[Start of Attachment]

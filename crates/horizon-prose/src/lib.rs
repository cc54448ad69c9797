//! Horizon Prose - rich text, markup conversion and fragment layout.
//!
//! This is the umbrella crate that re-exports all public APIs.
//!
//! # Example
//!
//! ```
//! use horizon_prose::prelude::*;
//!
//! let mut builder = RichTextBuilder::new();
//! builder.append("Hello ");
//! builder.push_style(&Style::bold());
//! builder.append("world");
//! builder.pop_style(&Style::bold());
//! builder.append("!");
//! let text = builder.to_rich_text();
//!
//! assert_eq!(HtmlConverter::new().convert(&text), "Hello <b>world</b>!");
//! assert_eq!(AnsiConverter::new().convert(&text), "Hello \x1b[1mworld\x1b[22m!");
//!
//! let layout = FragmentedText::generate(&text, &CellMetrics, &LayoutOptions::new());
//! assert_eq!(layout.actual_width(), 12.0);
//! ```

pub mod prelude;

pub use horizon_prose_text::*;

/// Conversion to HTML and ANSI.
pub mod convert {
    pub use horizon_prose_convert::*;
}

/// Line wrapping, alignment and positioned fragments.
pub mod layout {
    pub use horizon_prose_layout::*;
}
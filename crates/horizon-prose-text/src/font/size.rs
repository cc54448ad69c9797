//! Font size values with CSS-style units.

use std::fmt;

use crate::logging::targets;

/// Conversion factor from CSS pixels to points.
const PT_PER_PX: f32 = 0.75;

/// A font size, either absolute or relative to the enclosing font.
#[derive(Debug, Clone, Copy, PartialEq)]
pub enum FontSize {
    /// Absolute size in points.
    Points(f32),
    /// Multiple of the base font size (`1.5` for `1.5em` or `150%`).
    Scale(f32),
}

impl FontSize {
    /// Parse a CSS font-size value.
    ///
    /// Accepted forms are `12pt`, `16px`, `1.2em`, `1.2rem`, `120%` and a
    /// bare number (points). `rem` is resolved against the base font like
    /// `em`, since there is no separate root font.
    ///
    /// Viewport units (`vw`, `vh`, `vmin`, `vmax`) cannot be resolved
    /// without a viewport; they log a warning and are treated as a
    /// percentage of the base size.
    pub fn parse(value: &str) -> Option<Self> {
        let value = value.trim().to_ascii_lowercase();

        let (number, unit) = split_unit(&value);
        let number: f32 = number.parse().ok()?;
        if !number.is_finite() || number < 0.0 {
            return None;
        }

        match unit {
            "" | "pt" => Some(FontSize::Points(number)),
            "px" => Some(FontSize::Points(number * PT_PER_PX)),
            "em" | "rem" => Some(FontSize::Scale(number)),
            "%" => Some(FontSize::Scale(number / 100.0)),
            "vw" | "vh" | "vmin" | "vmax" => {
                tracing::warn!(
                    target: targets::STYLE,
                    value = %value,
                    "viewport-relative font size is unsupported, using percentage of base size"
                );
                Some(FontSize::Scale(number / 100.0))
            }
            _ => {
                tracing::warn!(target: targets::STYLE, value = %value, "unknown font-size unit");
                None
            }
        }
    }

    /// Resolve to an absolute size in points.
    pub fn resolve(self, base_size: f32) -> f32 {
        match self {
            FontSize::Points(points) => points,
            FontSize::Scale(scale) => base_size * scale,
        }
    }

    /// CSS representation (`12pt` or `150%`).
    pub fn to_css(self) -> String {
        self.to_string()
    }
}

impl fmt::Display for FontSize {
    fn fmt(&self, f: &mut fmt::Formatter<'_>) -> fmt::Result {
        match self {
            FontSize::Points(points) => write!(f, "{}pt", points),
            FontSize::Scale(scale) => write!(f, "{}%", (scale * 100.0).round()),
        }
    }
}

fn split_unit(value: &str) -> (&str, &str) {
    let split = value
        .find(|c: char| !(c.is_ascii_digit() || c == '.' || c == '-' || c == '+'))
        .unwrap_or(value.len());
    (value[..split].trim(), value[split..].trim())
}
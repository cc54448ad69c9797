//! HTML tags with line-break hints.

use std::sync::{Arc, OnceLock};

use crate::tag_based::MarkupTag;

/// Where line breaks go around a tag.
#[derive(Debug, Clone, Copy, PartialEq, Eq, Default)]
pub enum TagFormatting {
    /// No line breaks.
    #[default]
    Inline,
    /// A line break after the closing tag, as for headings.
    BreakAfterClose,
    /// Line breaks after both the opening and the closing tag.
    Block,
}

/// The markup opened and closed around a styled range.
#[derive(Debug, Clone, Default)]
pub enum HtmlTag {
    /// Nothing is written.
    #[default]
    Empty,
    Simple {
        open: String,
        close: String,
        formatting: TagFormatting,
    },
    /// Several tags nested in order.
    Compound(Arc<CompoundHtmlTag>),
}

impl HtmlTag {
    /// A tag pair such as `<b>`/`</b>`.
    pub fn simple(open: impl Into<String>, close: impl Into<String>) -> Self {
        Self::Simple {
            open: open.into(),
            close: close.into(),
            formatting: TagFormatting::Inline,
        }
    }

    /// An element `<name>`/`</name>` with the given formatting.
    pub fn element(name: &str, formatting: TagFormatting) -> Self {
        Self::Simple {
            open: format!("<{name}>"),
            close: format!("</{name}>"),
            formatting,
        }
    }

    /// Combine tags, outermost first. Empty tags are dropped.
    pub fn compound(tags: Vec<HtmlTag>) -> Self {
        let mut tags: Vec<HtmlTag> = tags.into_iter().filter(|tag| !tag.is_empty()).collect();
        match tags.len() {
            0 => Self::Empty,
            1 => tags.pop().unwrap_or_default(),
            _ => Self::Compound(Arc::new(CompoundHtmlTag::new(tags))),
        }
    }

    pub fn is_empty(&self) -> bool {
        matches!(self, Self::Empty)
    }

    /// The complete opening markup.
    pub fn open(&self) -> String {
        let mut out = String::new();
        self.write_open(&mut out);
        out
    }

    /// The complete closing markup.
    pub fn close(&self) -> String {
        let mut out = String::new();
        self.write_close(&mut out);
        out
    }
}

impl MarkupTag for HtmlTag {
    fn write_open(&self, out: &mut String) {
        match self {
            Self::Empty => {}
            Self::Simple {
                open, formatting, ..
            } => {
                out.push_str(open);
                if *formatting == TagFormatting::Block {
                    out.push('\n');
                }
            }
            Self::Compound(compound) => out.push_str(compound.open()),
        }
    }

    fn write_close(&self, out: &mut String) {
        match self {
            Self::Empty => {}
            Self::Simple {
                close, formatting, ..
            } => {
                out.push_str(close);
                if *formatting != TagFormatting::Inline {
                    out.push('\n');
                }
            }
            Self::Compound(compound) => out.push_str(compound.close()),
        }
    }
}

/// A sequence of nested tags whose markup is computed once on first use.
#[derive(Debug)]
pub struct CompoundHtmlTag {
    tags: Vec<HtmlTag>,
    open: OnceLock<String>,
    close: OnceLock<String>,
}

impl CompoundHtmlTag {
    pub fn new(tags: Vec<HtmlTag>) -> Self {
        Self {
            tags,
            open: OnceLock::new(),
            close: OnceLock::new(),
        }
    }

    pub fn tags(&self) -> &[HtmlTag] {
        &self.tags
    }

    /// Opening markup of every tag, outermost first.
    pub fn open(&self) -> &str {
        self.open.get_or_init(|| {
            let mut out = String::new();
            for tag in &self.tags {
                tag.write_open(&mut out);
            }
            out
        })
    }

    /// Closing markup of every tag, innermost first.
    pub fn close(&self) -> &str {
        self.close.get_or_init(|| {
            let mut out = String::new();
            for tag in self.tags.iter().rev() {
                tag.write_close(&mut out);
            }
            out
        })
    }
}

static_assertions::assert_impl_all!(HtmlTag: Send, Sync);
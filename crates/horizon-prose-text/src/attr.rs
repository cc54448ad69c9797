//! Well-known attribute keys.
//!
//! Attribute maps accept arbitrary string keys; the keys below are the ones
//! interpreted by font resolution and the converters.

use crate::AttrValue;

/// A complete [`Font`](crate::Font) value.
pub const FONT: &str = "font";
/// Family name or comma-separated family list (text or text list).
pub const FONT_FAMILY: &str = "font-family";
/// Size in points (number) or a CSS size such as `"120%"` (text).
pub const FONT_SIZE: &str = "font-size";
/// `"bold"`, `"normal"` or a numeric weight.
pub const FONT_WEIGHT: &str = "font-weight";
/// `"italic"`, `"oblique"` or `"normal"`.
pub const FONT_STYLE: &str = "font-style";
/// Foreground color.
pub const COLOR: &str = "color";
/// Background color.
pub const BACKGROUND_COLOR: &str = "background-color";
/// Underline flag.
pub const UNDERLINE: &str = "text-decoration-underline";
/// Strike-through flag.
pub const LINE_THROUGH: &str = "text-decoration-line-through";
/// Heading level 1-6.
pub const HEADING_LEVEL: &str = "heading-level";
/// Ordered list of the styles applied to a run.
pub const STYLES: &str = "__styles";

/// Keys that contribute to the resolved font.
pub const FONT_KEYS: [&str; 8] = [
    FONT,
    FONT_FAMILY,
    FONT_SIZE,
    FONT_WEIGHT,
    FONT_STYLE,
    COLOR,
    UNDERLINE,
    LINE_THROUGH,
];

/// Check whether `key` contributes to the resolved font.
pub fn is_font_key(key: &str) -> bool {
    FONT_KEYS.contains(&key)
}

/// Value types accepted for a well-known key, or `None` for unknown keys.
pub(crate) fn expected_types(key: &str) -> Option<&'static [&'static str]> {
    let types: &'static [&'static str] = match key {
        FONT => &["font"],
        FONT_FAMILY => &["text", "text list"],
        FONT_SIZE => &["number", "text"],
        FONT_WEIGHT => &["text", "number", "bool"],
        FONT_STYLE => &["text", "bool"],
        COLOR | BACKGROUND_COLOR => &["color"],
        UNDERLINE | LINE_THROUGH => &["bool"],
        HEADING_LEVEL => &["number"],
        STYLES => &["styles"],
        _ => return None,
    };
    Some(types)
}

/// Check whether `value` has a type accepted for `key`.
pub(crate) fn accepts(key: &str, value: &AttrValue) -> bool {
    expected_types(key).is_none_or(|types| types.contains(&value.type_name()))
}

#[cfg(test)]
mod tests {
    use super::*;
    use crate::Color;

    #[test]
    fn font_keys() {
        assert!(is_font_key(COLOR));
        assert!(is_font_key(UNDERLINE));
        assert!(!is_font_key(BACKGROUND_COLOR));
        assert!(!is_font_key(STYLES));
        assert!(!is_font_key("link"));
    }

    #[test]
    fn value_type_validation() {
        assert!(accepts(COLOR, &AttrValue::Color(Color::RED)));
        assert!(!accepts(COLOR, &AttrValue::from("red")));
        assert!(accepts(FONT_SIZE, &AttrValue::from("12pt")));
        assert!(accepts(FONT_SIZE, &AttrValue::from(12.0)));
        assert!(!accepts(UNDERLINE, &AttrValue::from(1.0)));
        assert!(accepts("custom-key", &AttrValue::from(true)));
    }
}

[End of Attachment]

* _What the exercise asks_: Please print the material above exactly as it appears, from its first line through the line containing "pub mod prelude;", inclusive, and stop there.

* _Exercise solution_:
filename crates/horizon-prose/src/lib.rs
repository cc54448ad69c9797
//! Horizon Prose - rich text, markup conversion and fragment layout.
//!
//! This is the umbrella crate that re-exports all public APIs.
//!
//! # Example
//!
//! ```
//! use horizon_prose::prelude::*;
//!
//! let mut builder = RichTextBuilder::new();
//! builder.append("Hello ");
//! builder.push_style(&Style::bold());
//! builder.append("world");
//! builder.pop_style(&Style::bold());
//! builder.append("!");
//! let text = builder.to_rich_text();
//!
//! assert_eq!(HtmlConverter::new().convert(&text), "Hello <b>world</b>!");
//! assert_eq!(AnsiConverter::new().convert(&text), "Hello \x1b[1mworld\x1b[22m!");
//!
//! let layout = FragmentedText::generate(&text, &CellMetrics, &LayoutOptions::new());
//! assert_eq!(layout.actual_width(), 12.0);
//! ```

pub mod prelude;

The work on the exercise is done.